//! Configuration management
//!
//! Settings live in a TOML file under the user's config directory. Values
//! from the environment (or a `.env` file) override the file, and command
//! line flags override both.

pub mod models;

pub use models::{ApiConfig, Config, ImportConfig};

use anyhow::{Context, Result, bail};
use std::path::{Path, PathBuf};

pub const ENV_API_URL: &str = "CRM_API_URL";
pub const ENV_API_TOKEN: &str = "CRM_API_TOKEN";

/// Keys accepted by `config set`
pub const SETTABLE_KEYS: &[&str] = &[
    "api.base_url",
    "api.token",
    "import.check_path",
    "import.confirm_path",
];

impl Config {
    /// Location of the config file
    pub fn path() -> Result<PathBuf> {
        let dir = dirs::config_dir().context("Could not determine the user config directory")?;
        Ok(dir.join("crm-cli").join("config.toml"))
    }

    /// Load the config file (defaults when missing) and apply environment
    /// overrides
    pub fn load() -> Result<Self> {
        let mut config = Self::load_from(&Self::path()?)?;
        config.apply_overrides(|key| dotenvy::var(key).ok());
        Ok(config)
    }

    pub fn load_from(path: &Path) -> Result<Self> {
        if !path.exists() {
            log::debug!("No config file at {}, using defaults", path.display());
            return Ok(Self::default());
        }

        let content = std::fs::read_to_string(path)
            .with_context(|| format!("Failed to read config file: {}", path.display()))?;
        let config: Config = toml::from_str(&content)
            .with_context(|| format!("Failed to parse config file: {}", path.display()))?;

        log::debug!("Loaded config from {}", path.display());
        Ok(config)
    }

    pub fn save_to(&self, path: &Path) -> Result<()> {
        if let Some(parent) = path.parent() {
            std::fs::create_dir_all(parent)
                .with_context(|| format!("Failed to create directory: {}", parent.display()))?;
        }

        let content = toml::to_string_pretty(self).context("Failed to serialize config")?;
        std::fs::write(path, content)
            .with_context(|| format!("Failed to write config file: {}", path.display()))?;
        Ok(())
    }

    /// Apply overrides from a variable lookup (the process environment in
    /// practice). Empty values are ignored.
    pub fn apply_overrides<F>(&mut self, lookup: F)
    where
        F: Fn(&str) -> Option<String>,
    {
        let get = |key: &str| lookup(key).filter(|v| !v.trim().is_empty());

        if let Some(url) = get(ENV_API_URL) {
            log::debug!("Using API URL from {}", ENV_API_URL);
            self.api.base_url = url;
        }
        if let Some(token) = get(ENV_API_TOKEN) {
            log::debug!("Using API token from {}", ENV_API_TOKEN);
            self.api.token = Some(token);
        }
    }

    /// Set a single value by dotted key
    pub fn set(&mut self, key: &str, value: &str) -> Result<()> {
        let value = value.trim();
        match key {
            "api.base_url" => {
                if !value.starts_with("http://") && !value.starts_with("https://") {
                    bail!("api.base_url must start with http:// or https://");
                }
                self.api.base_url = value.to_string();
            }
            "api.token" => {
                self.api.token = if value.is_empty() {
                    None
                } else {
                    Some(value.to_string())
                };
            }
            "import.check_path" => self.import.check_path = normalize_path(value),
            "import.confirm_path" => self.import.confirm_path = normalize_path(value),
            other => bail!(
                "Unknown config key '{}'. Valid keys: {}",
                other,
                SETTABLE_KEYS.join(", ")
            ),
        }
        Ok(())
    }
}

fn normalize_path(value: &str) -> String {
    if value.starts_with('/') {
        value.to_string()
    } else {
        format!("/{}", value)
    }
}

■ YOUR GOAL:
Transcribe, exactly and completely, all of the entries.

■ SOLUTION BELOW:
//! Configuration management
//!
//! Settings live in a TOML file under the user's config directory. Values
//! from the environment (or a `.env` file) override the file, and command
//! line flags override both.

pub mod models;

pub use models::{ApiConfig, Config, ImportConfig};

use anyhow::{Context, Result, bail};
use std::path::{Path, PathBuf};

pub const ENV_API_URL: &str = "CRM_API_URL";
pub const ENV_API_TOKEN: &str = "CRM_API_TOKEN";

/// Keys accepted by `config set`
pub const SETTABLE_KEYS: &[&str] = &[
    "api.base_url",
    "api.token",
    "import.check_path",
    "import.confirm_path",
];

impl Config {
    /// Location of the config file
    pub fn path() -> Result<PathBuf> {
        let dir = dirs::config_dir().context("Could not determine the user config directory")?;
        Ok(dir.join("crm-cli").join("config.toml"))
    }

    /// Load the config file (defaults when missing) and apply environment
    /// overrides
    pub fn load() -> Result<Self> {
        let mut config = Self::load_from(&Self::path()?)?;
        config.apply_overrides(|key| dotenvy::var(key).ok());
        Ok(config)
    }

    pub fn load_from(path: &Path) -> Result<Self> {
        if !path.exists() {
            log::debug!("No config file at {}, using defaults", path.display());
            return Ok(Self::default());
        }

        let content = std::fs::read_to_string(path)
            .with_context(|| format!("Failed to read config file: {}", path.display()))?;
        let config: Config = toml::from_str(&content)
            .with_context(|| format!("Failed to parse config file: {}", path.display()))?;

        log::debug!("Loaded config from {}", path.display());
        Ok(config)
    }

    pub fn save_to(&self, path: &Path) -> Result<()> {
        if let Some(parent) = path.parent() {
            std::fs::create_dir_all(parent)
                .with_context(|| format!("Failed to create directory: {}", parent.display()))?;
        }

        let content = toml::to_string_pretty(self).context("Failed to serialize config")?;
        std::fs::write(path, content)
            .with_context(|| format!("Failed to write config file: {}", path.display()))?;
        Ok(())
    }

    /// Apply overrides from a variable lookup (the process environment in
    /// practice). Empty values are ignored.
    pub fn apply_overrides<F>(&mut self, lookup: F)
    where
        F: Fn(&str) -> Option<String>,
    {
        let get = |key: &str| lookup(key).filter(|v| !v.trim().is_empty());

        if let Some(url) = get(ENV_API_URL) {
            log::debug!("Using API URL from {}", ENV_API_URL);
            self.api.base_url = url;
        }
        if let Some(token) = get(ENV_API_TOKEN) {
            log::debug!("Using API token from {}", ENV_API_TOKEN);
            self.api.token = Some(token);
        }
    }

    /// Set a single value by dotted key
    pub fn set(&mut self, key: &str, value: &str) -> Result<()> {
        let value = value.trim();
        match key {
            "api.base_url" => {
                if !value.starts_with("http://") && !value.starts_with("https://") {
                    bail!("api.base_url must start with http:// or https://");
                }
                self.api.base_url = value.to_string();
            }
            "api.token" => {
                self.api.token = if value.is_empty() {
                    None
                } else {
                    Some(value.to_string())
                };
            }
            "import.check_path" => self.import.check_path = normalize_path(value),
            "import.confirm_path" => self.import.confirm_path = normalize_path(value),
            other => bail!(
                "Unknown config key '{}'. Valid keys: {}",
                other,
                SETTABLE_KEYS.join(", ")
            ),
        }
        Ok(())
    }
}

fn normalize_path(value: &str) -> String {
    if value.starts_with('/') {
        value.to_string()
    } else {
        format!("/{}", value)
    }
}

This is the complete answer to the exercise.